▸ Directions
Say, as a bare number, how many lines of the listing hold "else".
Top of Recorded information
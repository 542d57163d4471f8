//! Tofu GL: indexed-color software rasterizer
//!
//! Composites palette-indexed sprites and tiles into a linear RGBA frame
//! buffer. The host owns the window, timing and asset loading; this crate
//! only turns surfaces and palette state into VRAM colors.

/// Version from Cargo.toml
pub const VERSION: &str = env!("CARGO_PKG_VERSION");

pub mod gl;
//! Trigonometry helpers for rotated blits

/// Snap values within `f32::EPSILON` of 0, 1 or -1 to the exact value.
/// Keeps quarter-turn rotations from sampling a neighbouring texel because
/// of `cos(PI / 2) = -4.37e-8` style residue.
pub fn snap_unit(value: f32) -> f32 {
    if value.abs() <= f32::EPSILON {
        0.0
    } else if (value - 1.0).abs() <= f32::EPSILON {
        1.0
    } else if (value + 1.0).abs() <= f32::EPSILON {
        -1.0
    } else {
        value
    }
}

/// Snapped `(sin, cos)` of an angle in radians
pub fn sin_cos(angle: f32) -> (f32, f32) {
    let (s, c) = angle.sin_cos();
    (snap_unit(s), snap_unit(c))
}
Bottom of Recorded information
▸ Expected answer
3